Task item:
Would you output, exactly as written, the line with "assert_eq!(state, PlaybackState::Playing);" and all lines after it to the end of the data below, and no others?

Entries shown:

use ascii_video_player::prelude::*;
use std::path::PathBuf;
use tempfile::{tempdir, TempDir};
use assert_cmd::Command;
use predicates::prelude::*;

/// Helper function to create a file that is not a decodable video
fn create_dummy_video() -> std::result::Result<(TempDir, PathBuf), Box<dyn std::error::Error>> {
    let temp_dir = tempdir()?;
    let video_path = temp_dir.path().join("test_video.mp4");
    std::fs::write(&video_path, b"dummy video content")?;
    Ok((temp_dir, video_path))
}

/// Helper function to write a settings file
fn write_settings(contents: &str) -> std::result::Result<(TempDir, PathBuf), Box<dyn std::error::Error>> {
    let temp_dir = tempdir()?;
    let path = temp_dir.path().join("settings.json");
    std::fs::write(&path, contents)?;
    Ok((temp_dir, path))
}

#[test]
fn test_cli_help() {
    let mut cmd = Command::cargo_bin("ascii-video-player").unwrap();
    cmd.arg("--help");
    cmd.assert()
        .success()
        .stdout(predicate::str::contains("ASCII video player"))
        .stdout(predicate::str::contains("--contrast"));
}

#[test]
fn test_cli_version() {
    let mut cmd = Command::cargo_bin("ascii-video-player").unwrap();
    cmd.arg("--version");
    cmd.assert()
        .success()
        .stdout(predicate::str::contains(env!("CARGO_PKG_VERSION")));
}

#[test]
fn test_cli_missing_file() {
    let mut cmd = Command::cargo_bin("ascii-video-player").unwrap();
    cmd.arg("nonexistent.mp4");
    cmd.assert()
        .failure()
        .stderr(predicate::str::contains("does not exist"));
}

#[test]
fn test_cli_invalid_width() {
    let mut cmd = Command::cargo_bin("ascii-video-player").unwrap();
    cmd.arg("--width").arg("5");
    cmd.assert()
        .failure()
        .stderr(predicate::str::contains("Grid width must be between 20 and 200"));
}

#[test]
fn test_cli_invalid_palette() {
    let mut cmd = Command::cargo_bin("ascii-video-player").unwrap();
    cmd.arg("--palette").arg("rainbow");
    cmd.assert().failure();
}

#[test]
fn test_cli_settings_file_validated() {
    let (_dir, settings) = write_settings(r#"{ "contrast": 9.0 }"#).unwrap();

    let mut cmd = Command::cargo_bin("ascii-video-player").unwrap();
    cmd.arg("--config").arg(&settings);
    cmd.assert()
        .failure()
        .stderr(predicate::str::contains("Contrast must be between"));
}

#[test]
fn test_cli_malformed_settings_file() {
    let (_dir, settings) = write_settings("{ not json").unwrap();

    let mut cmd = Command::cargo_bin("ascii-video-player").unwrap();
    cmd.arg("--config").arg(&settings);
    cmd.assert()
        .failure()
        .stderr(predicate::str::contains("Failed to parse settings file"));
}

#[test]
fn test_cli_undecodable_file() {
    let (_dir, video_path) = create_dummy_video().unwrap();

    let mut cmd = Command::cargo_bin("ascii-video-player").unwrap();
    cmd.arg(&video_path)
        .arg("--single-frame")
        .timeout(std::time::Duration::from_secs(10));
    cmd.assert().failure();
}

#[test]
fn test_cli_without_terminal_needs_file() {
    // assert_cmd pipes stdout, so the player cannot go interactive
    let mut cmd = Command::cargo_bin("ascii-video-player").unwrap();
    cmd.timeout(std::time::Duration::from_secs(10));
    cmd.assert()
        .failure()
        .stderr(predicate::str::contains("Not running in a terminal"));
}

mod settings_tests {
    use super::*;

    #[test]
    fn test_load_settings_file() {
        let (_dir, path) = write_settings(
            r#"{ "grid_width": 120, "contrast": 1.5, "palette": "blocks", "loop_playback": true }"#,
        )
        .unwrap();

        let settings = Settings::load(&path).unwrap();
        assert_eq!(settings.grid_width, 120);
        assert_eq!(settings.contrast, 1.5);
        assert_eq!(settings.palette, RampStyle::Blocks);
        assert!(settings.loop_playback);
        assert_eq!(settings.tick_rate, 60.0);
        assert!(settings.validate().is_ok());
    }

    #[test]
    fn test_load_missing_settings_file() {
        let dir = tempdir().unwrap();
        let result = Settings::load(&dir.path().join("absent.json"));
        assert!(matches!(result, Err(AsciiPlayerError::Io(_))));
    }
}

mod pipeline_tests {
    use super::*;
    use ascii_video_player::sampler::FrameSampler;
    use image::{Rgba, RgbaImage};

    fn sample(frame: &RgbaImage, grid_width: u32, contrast: f64) -> String {
        let grid = CharacterGrid::derive(grid_width, frame.width(), frame.height()).unwrap();
        let mut sampler = FrameSampler::new();
        sampler.resize(grid);
        assert!(sampler.draw(frame));
        map_pixels(sampler.pixels(), contrast, &CharacterRamp::default())
    }

    #[test]
    fn test_full_hd_black_frame() {
        let frame = RgbaImage::from_pixel(1920, 1080, Rgba([0, 0, 0, 255]));
        let text = sample(&frame, 80, 1.0);

        assert_eq!(text.lines().count(), 22);
        assert_eq!(text.chars().count(), 22 * 81);
        assert!(text.lines().all(|line| line == " ".repeat(80)));
    }

    #[test]
    fn test_white_frame_any_contrast() {
        let frame = RgbaImage::from_pixel(640, 360, Rgba([255, 255, 255, 255]));
        for contrast in [0.1, 1.0, 3.0] {
            let text = sample(&frame, 40, contrast);
            assert_eq!(text.matches('\n').count(), 11);
            assert!(text.lines().all(|line| line == "@".repeat(40)));
        }
    }

    #[test]
    fn test_left_to_right_gradient_gets_denser() {
        let frame = RgbaImage::from_fn(200, 100, |x, _| {
            let v = (x * 255 / 199) as u8;
            Rgba([v, v, v, 255])
        });
        let text = sample(&frame, 20, 1.0);
        let ramp = CharacterRamp::default();
        let row: Vec<usize> = text
            .lines()
            .next()
            .unwrap()
            .chars()
            .map(|c| ramp.glyphs().iter().position(|g| *g == c).unwrap())
            .collect();

        assert!(row.windows(2).all(|w| w[0] <= w[1]));
        assert_eq!(row[0], 0);
        assert!(*row.last().unwrap() >= 8);
    }
}

mod playback_tests {
    use super::*;
    use ascii_video_player::Command as Transport;

    #[test]
    fn test_format_time() {
        assert_eq!(format_time(125.0), "02:05");
        assert_eq!(format_time(59.0), "00:59");
        assert_eq!(format_time(3600.0), "60:00");
    }

    #[test]
    fn test_space_and_escape_share_the_transport_path() {
        let (state, _) = transition(PlaybackState::Stopped, Transport::TogglePlayback, true);
        assert_eq!(state, PlaybackState::Playing);

        let (state, effects) = transition(state, Transport::Stop, true);
        assert_eq!(state, PlaybackState::Stopped);
        assert!(effects.contains(&Effect::ResetPositions));
        assert!(effects.contains(&Effect::CancelTick));
    }
}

Problem solution:
        assert_eq!(state, PlaybackState::Playing);

        let (state, effects) = transition(state, Transport::Stop, true);
        assert_eq!(state, PlaybackState::Stopped);
        assert!(effects.contains(&Effect::ResetPositions));
        assert!(effects.contains(&Effect::CancelTick));
    }
}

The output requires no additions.